*** AVAILABLE RECORDS Section Begins ***
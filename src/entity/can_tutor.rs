//! 辅导员-课程关联实体

use sea_orm::entity::prelude::*;

#[derive(Clone, Debug, PartialEq, Eq, DeriveEntityModel)]
#[sea_orm(table_name = "can_tutor")]
pub struct Model {
    #[sea_orm(primary_key, auto_increment = false)]
    pub tutor_id: i64,
    #[sea_orm(primary_key, auto_increment = false)]
    pub course_id: i64,
}

#[derive(Copy, Clone, Debug, EnumIter, DeriveRelation)]
pub enum Relation {
    #[sea_orm(
        belongs_to = "super::tutors::Entity",
        from = "Column::TutorId",
        to = "super::tutors::Column::Id"
    )]
    Tutor,
    #[sea_orm(
        belongs_to = "super::courses::Entity",
        from = "Column::CourseId",
        to = "super::courses::Column::Id"
    )]
    Course,
}

impl Related<super::tutors::Entity> for Entity {
    fn to() -> RelationDef {
        Relation::Tutor.def()
    }
}

impl Related<super::courses::Entity> for Entity {
    fn to() -> RelationDef {
        Relation::Course.def()
    }
}

impl ActiveModelBehavior for ActiveModel {}
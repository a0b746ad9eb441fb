//! 会话身份与访问控制中间件

pub mod load_user;
pub mod require_access;

pub use load_user::{CurrentUser, LoadUser};
pub use require_access::RequireAccess;
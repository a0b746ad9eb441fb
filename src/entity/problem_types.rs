//! 问题类型实体

use sea_orm::entity::prelude::*;

#[derive(Clone, Debug, PartialEq, Eq, DeriveEntityModel)]
#[sea_orm(table_name = "problem_types")]
pub struct Model {
    #[sea_orm(primary_key)]
    pub id: i64,
    pub description: String,
}

#[derive(Copy, Clone, Debug, EnumIter, DeriveRelation)]
pub enum Relation {
    #[sea_orm(has_many = "super::tickets::Entity")]
    Tickets,
}

impl Related<super::tickets::Entity> for Entity {
    fn to() -> RelationDef {
        Relation::Tickets.def()
    }
}

impl ActiveModelBehavior for ActiveModel {}

impl Model {
    pub fn into_problem_type(self) -> crate::models::problem_types::entities::ProblemType {
        crate::models::problem_types::entities::ProblemType {
            id: self.id,
            description: self.description,
        }
    }
}
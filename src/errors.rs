//! 统一错误处理模块
//!
//! 使用宏自动生成错误类型，支持错误代码和类型名称。
//! 所有错误最终通过共享的错误页模板渲染为 HTTP 响应。

use std::fmt;

use actix_web::{HttpResponse, ResponseError, http::StatusCode};

use crate::models::tutors::entities::Tutor;
use crate::render::Templates;
use crate::services::pages::error_page;

/// 定义错误类型的宏
///
/// 自动生成：
/// - enum 定义
/// - code() 方法 - 返回错误代码
/// - error_type() 方法 - 返回错误类型名称
/// - message() 方法 - 返回错误详情
/// - 便捷构造函数
macro_rules! define_portal_errors {
    ($(
        $variant:ident($code:literal, $type_name:literal)
    ),* $(,)?) => {
        #[derive(Debug, Clone)]
        pub enum PortalError {
            $($variant(String),)*
        }

        impl PortalError {
            /// 获取错误代码
            pub fn code(&self) -> &'static str {
                match self {
                    $(PortalError::$variant(_) => $code,)*
                }
            }

            /// 获取错误类型名称
            pub fn error_type(&self) -> &'static str {
                match self {
                    $(PortalError::$variant(_) => $type_name,)*
                }
            }

            /// 获取错误详情
            pub fn message(&self) -> &str {
                match self {
                    $(PortalError::$variant(msg) => msg,)*
                }
            }
        }

        // 生成便捷构造函数
        paste::paste! {
            impl PortalError {
                $(
                    pub fn [<$variant:snake>]<T: Into<String>>(msg: T) -> Self {
                        PortalError::$variant(msg.into())
                    }
                )*
            }
        }
    };
}

define_portal_errors! {
    DatabaseConfig("E001", "Database Configuration Error"),
    DatabaseConnection("E002", "Database Connection Error"),
    DatabaseOperation("E003", "Database Operation Error"),
    NotFound("E004", "Resource Not Found"),
    Ambiguous("E005", "Ambiguous Result"),
    Validation("E006", "Validation Error"),
    DateParse("E007", "Date Parse Error"),
    Serialization("E008", "Serialization Error"),
    FileOperation("E009", "File Operation Error"),
    Template("E010", "Template Error"),
    Session("E011", "Session Error"),
    Forbidden("E012", "Authorization Error"),
}

pub const FORBIDDEN_MESSAGE: &str = "You don't have access to this page.";
pub const NOT_FOUND_PAGE_MESSAGE: &str = "We couldn't find the page you were looking for.";
const NO_RESULT_MESSAGE: &str = "Could not find the requested item in the database.";
const MULTIPLE_RESULTS_MESSAGE: &str = "Found too many results for the requested resource.";
const GENERIC_MESSAGE: &str = "Whoops, looks like something went wrong!";

impl PortalError {
    /// 格式化为简洁输出
    pub fn format_simple(&self) -> String {
        format!("{}: {}", self.error_type(), self.message())
    }

    /// 展示给访问者的提示信息，不暴露内部细节
    pub fn public_message(&self) -> &str {
        match self {
            PortalError::NotFound(_) => NO_RESULT_MESSAGE,
            PortalError::Ambiguous(_) => MULTIPLE_RESULTS_MESSAGE,
            PortalError::Forbidden(_) => FORBIDDEN_MESSAGE,
            PortalError::Validation(msg) | PortalError::DateParse(msg) => msg,
            _ => GENERIC_MESSAGE,
        }
    }
}

impl fmt::Display for PortalError {
    fn fmt(&self, f: &mut fmt::Formatter<'_>) -> fmt::Result {
        write!(f, "{}", self.format_simple())
    }
}

impl std::error::Error for PortalError {}

impl ResponseError for PortalError {
    fn status_code(&self) -> StatusCode {
        match self {
            PortalError::Forbidden(_) => StatusCode::FORBIDDEN,
            PortalError::Validation(_) | PortalError::DateParse(_) => StatusCode::BAD_REQUEST,
            _ => StatusCode::INTERNAL_SERVER_ERROR,
        }
    }

    // 没有请求上下文时（例如中间件内）使用嵌入模板和匿名导航
    fn error_response(&self) -> HttpResponse {
        self.render_page(&Templates::embedded(), None)
    }
}

impl PortalError {
    /// 记录日志并渲染错误页，导航栏按当前登录身份显示
    pub fn render_page(&self, templates: &Templates, user: Option<&Tutor>) -> HttpResponse {
        let status = self.status_code();
        if status.is_server_error() {
            tracing::error!("[{}] {}", self.code(), self.format_simple());
        } else {
            tracing::info!("[{}] {}", self.code(), self.format_simple());
        }

        error_page(templates, status, self.public_message(), user)
    }
}

// 为常见的错误类型实现 From trait
impl From<sea_orm::DbErr> for PortalError {
    fn from(err: sea_orm::DbErr) -> Self {
        PortalError::DatabaseOperation(err.to_string())
    }
}

impl From<std::io::Error> for PortalError {
    fn from(err: std::io::Error) -> Self {
        PortalError::FileOperation(err.to_string())
    }
}

impl From<serde_json::Error> for PortalError {
    fn from(err: serde_json::Error) -> Self {
        PortalError::Serialization(err.to_string())
    }
}

impl From<chrono::ParseError> for PortalError {
    fn from(err: chrono::ParseError) -> Self {
        PortalError::DateParse(format!("Invalid date: {err}"))
    }
}

impl From<actix_session::SessionGetError> for PortalError {
    fn from(err: actix_session::SessionGetError) -> Self {
        PortalError::Session(err.to_string())
    }
}

impl From<actix_session::SessionInsertError> for PortalError {
    fn from(err: actix_session::SessionInsertError) -> Self {
        PortalError::Session(err.to_string())
    }
}

pub type Result<T> = std::result::Result<T, PortalError>;

#[cfg(test)]
mod tests {
    use super::*;

    #[test]
    fn test_error_codes() {
        assert_eq!(PortalError::database_config("test").code(), "E001");
        assert_eq!(PortalError::not_found("test").code(), "E004");
        assert_eq!(PortalError::validation("test").code(), "E006");
        assert_eq!(PortalError::forbidden("test").code(), "E012");
    }

    #[test]
    fn test_error_types() {
        assert_eq!(
            PortalError::ambiguous("test").error_type(),
            "Ambiguous Result"
        );
        assert_eq!(
            PortalError::validation("test").error_type(),
            "Validation Error"
        );
    }

    #[test]
    fn test_status_codes() {
        assert_eq!(
            PortalError::forbidden("x").status_code(),
            StatusCode::FORBIDDEN
        );
        assert_eq!(
            PortalError::date_parse("x").status_code(),
            StatusCode::BAD_REQUEST
        );
        assert_eq!(
            PortalError::not_found("x").status_code(),
            StatusCode::INTERNAL_SERVER_ERROR
        );
        assert_eq!(
            PortalError::ambiguous("x").status_code(),
            StatusCode::INTERNAL_SERVER_ERROR
        );
    }

    #[test]
    fn test_public_message_hides_internals() {
        let err = PortalError::database_operation("UNIQUE constraint failed: tutors.email");
        assert_eq!(err.public_message(), GENERIC_MESSAGE);
        assert_eq!(
            PortalError::not_found("semester 7").public_message(),
            NO_RESULT_MESSAGE
        );
        assert_eq!(
            PortalError::ambiguous("semester 7").public_message(),
            MULTIPLE_RESULTS_MESSAGE
        );
    }

    #[test]
    fn test_format_simple() {
        let err = PortalError::validation("Invalid year");
        let formatted = err.format_simple();
        assert!(formatted.contains("Validation Error"));
        assert!(formatted.contains("Invalid year"));
    }
}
*** AVAILABLE RECORDS Section Ends ***
### TASK BRIEF
Among the entries above, which lines include "crate"? List them all.

### RESULT OF THE TASK
    pub fn into_problem_type(self) -> crate::models::problem_types::entities::ProblemType {
        crate::models::problem_types::entities::ProblemType {
use crate::models::tutors::entities::Tutor;
use crate::render::Templates;
use crate::services::pages::error_page;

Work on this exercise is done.